In the movie As Good as it Gets, Jack Nicholson plays an eccentric writer named Melvin. Melvin is uptight as they come, focusing first on what is going wrong, and bristling with distance towards his neighbors. In the opening scenes of the movie, we see him entering his apartment in Manhattan. He has to unlock half a dozen locks, each with a different key. Once inside, he methodically locks them all again, with what we can tell is a practiced ritual. Then he enters his bathroom, runs the water until it is scalding hot, opens a new bar of soap, washes his hands, throws the fresh bar of soap away, opens another bar and washes his hands again.

Melvin's neighbor is a gay man that he detests. The neighbor comes to Melvin's apartment to inquire about his lost dog. Melvin speaks to him through a cracked door with the chain lock still secure. Little does the neighbor know that the dog is missing because Melvin has dumped it down the trash chute in the apartment.

Melvin is locked in his apartment, the whole of the outside world being a place of fear and danger. He sits in his apartment writing novels, spinning imaginary tales that he can control. The reality of the actual world is threatening to him beyond the imagining of it.

Doors are often like that. In almost every teenage horror movie, there is one scene where a beautiful young girl reaches slowly, ominously for the door, while the whole audience screams. As the knob turns and the door cracks open, the monster descends in a whoosh, blood covering the door.

My grandparents had a third floor in their spacious house in the deep South. There was a door with a stairway that led up to God knows what. My brother and I were sure that some character like Boo Radley (from To Kill a Mockingbird) was secretly housed on that floor. As small children, we would sneak to that door, dare each other to open it, slowly peer to the top of the stairs, and then run like the wind for Grandmother's lap in the kitchen.

Yet, one of the fundamental lessons of the gospel is that we need not fear. Jesus wants to come amongst us and grant us his peace. We are not alone. The Holy Spirit is with us. And the doors that are in front of us don't have to be locked for fear. They have been consecrated in a way. The Christ has turned them into portals to spiritual adventure. We have a hard time believing that in a way that affects our behavior. We, like the disciples, need not only to be empowered with the Spirit of God, but shooed out of the house to get going on our way.

Many of us are pretty much like Bilbo Baggins at the beginning of the Hobbit, by J.R.R. Tolkien. Bilbo was rather contented in his home with his little rituals of breakfast, lunch, tea, dinner and the evening by the fire. He was quite happy until someone came to visit him and appeal to him for his help. Aid in this case would require a rather long journey. At one point, Bilbo thinks to himself that it would have been better had he not opened the door to this stranger.

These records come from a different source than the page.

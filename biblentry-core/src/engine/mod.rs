//! The annotation engine.
//!
//! [`Annotator`] owns a [`Surface`] and exposes the operations a toolbar or
//! any other chrome needs: apply a tag to the selection, unmark the tag
//! around the caret, and ask which tags surround the selection.
//!
//! Every structural edit runs inside a selection-preserving scope, so the
//! caller's selection survives the edits that replace range content.

mod apply;
mod classify;
mod mutator;
mod unmark;

use crate::config::EngineConfig;
use crate::error::AnnotateError;
use crate::model::{
    is_tei_node, Affinity, AnnotatedSpan, Bookmark, Selection, TagCategory, TEI_PREFIX,
};
use crate::surface::Surface;

pub struct Annotator<S: Surface> {
    surface: S,
    config: EngineConfig,
    // Open selection-preserving scopes, innermost last
    bookmarks: Vec<Bookmark>,
}

impl<S: Surface> Annotator<S> {
    pub fn new(surface: S) -> Self {
        Self::with_config(surface, EngineConfig::default())
    }

    pub fn with_config(surface: S, config: EngineConfig) -> Self {
        Self {
            surface,
            config,
            bookmarks: Vec::new(),
        }
    }

    pub fn config(&self) -> &EngineConfig {
        &self.config
    }

    pub fn surface(&self) -> &S {
        &self.surface
    }

    pub fn surface_mut(&mut self) -> &mut S {
        &mut self.surface
    }

    pub fn into_surface(self) -> S {
        self.surface
    }

    /// Apply the category named `id` to the live selection
    pub fn apply_tag(&mut self, id: &str) -> Result<(), AnnotateError> {
        let category =
            TagCategory::by_id(id).ok_or_else(|| AnnotateError::UnknownCategory(id.to_string()))?;
        self.apply_to_selection(category)
    }

    /// Remove the tagged element around the selection, if any
    pub fn unmark_ancestor(&mut self) {
        let span_only = self.config.unmark_span_only;
        let chain = self.selection_chain(self.surface.selection());
        self.with_preserved_selection(|engine| {
            engine.unmark_chain(chain, span_only);
        });
    }

    /// Categories whose markup surrounds the live selection
    pub fn classify_at_selection(&self) -> Vec<&'static TagCategory> {
        let chain = self.selection_chain(self.surface.selection());
        self.classify_chain(&chain)
    }

    pub fn is_selection_collapsed(&self) -> bool {
        self.surface.selection().is_collapsed()
    }

    /// Route a toolbar command: `unmark` or any registry category id
    pub fn run_command(&mut self, id: &str) -> Result<(), AnnotateError> {
        if id.eq_ignore_ascii_case(TagCategory::unmark().id) {
            self.unmark_ancestor();
            Ok(())
        } else {
            self.apply_tag(id)
        }
    }

    /// Every tagged element that carries a registry category, in document order
    pub fn spans(&self) -> Vec<AnnotatedSpan> {
        self.surface
            .find_nodes_matching_class_prefix(TEI_PREFIX)
            .into_iter()
            .filter_map(|node| {
                let classes = self.surface.classes(node);
                let category = TagCategory::all()
                    .iter()
                    .find(|c| c.matches_tokens(classes))?;
                let range = self.surface.node_range(node);
                Some(AnnotatedSpan::new(
                    category,
                    range,
                    self.surface.range_text(range),
                ))
            })
            .collect()
    }

    pub fn spans_of(&self, category: &TagCategory) -> Vec<AnnotatedSpan> {
        self.spans()
            .into_iter()
            .filter(|s| s.category == category)
            .collect()
    }

    /// Ancestor chain the selection sits in: the caret's for a collapsed
    /// selection, otherwise the elements enclosing both ends.
    fn selection_chain(&self, selection: Selection) -> Vec<S::Node> {
        let range = selection.range();
        if range.is_collapsed() {
            return self.surface.ancestors(range.start_offset, Affinity::Upstream);
        }
        let end_chain = self.surface.ancestors(range.end_offset, Affinity::Upstream);
        self.surface
            .ancestors(range.start_offset, Affinity::Downstream)
            .into_iter()
            .skip_while(|node| !end_chain.contains(node))
            .collect()
    }

    /// Whether `node` is engine-owned markup
    fn is_tagged(&self, node: S::Node) -> bool {
        is_tei_node(self.surface.classes(node))
    }
}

If he didn't know, then he wouldn't have to act, and he could stay in his home in contentment. But he does know and he can't stay. With a sigh, he shuts the door to his house, and starts off down a path that will lead him on a life changing adventure.

When you think about it, he is not all that different from Abraham and Sarah. We have no indication from the text in Genesis that they felt any lack in their lives. There is no necessity that they needed to fill a spiritual void or that there was some moral burden that they wished to redeem. They are simply in Ur when God comes to them with a rather risky spiritual adventure, the contours they couldn't possibly imagine in the beginning when they set off. They will be tested to the depths of their character and they will also know moments of awe filled joy. They will feel as abandoned as a fatherless child and they will sense themselves to be blessed by God and a blessing to others. None of this can they know at the beginning. But they start out through the door. Opening the door is a root gesture of the meaning and reality of faith.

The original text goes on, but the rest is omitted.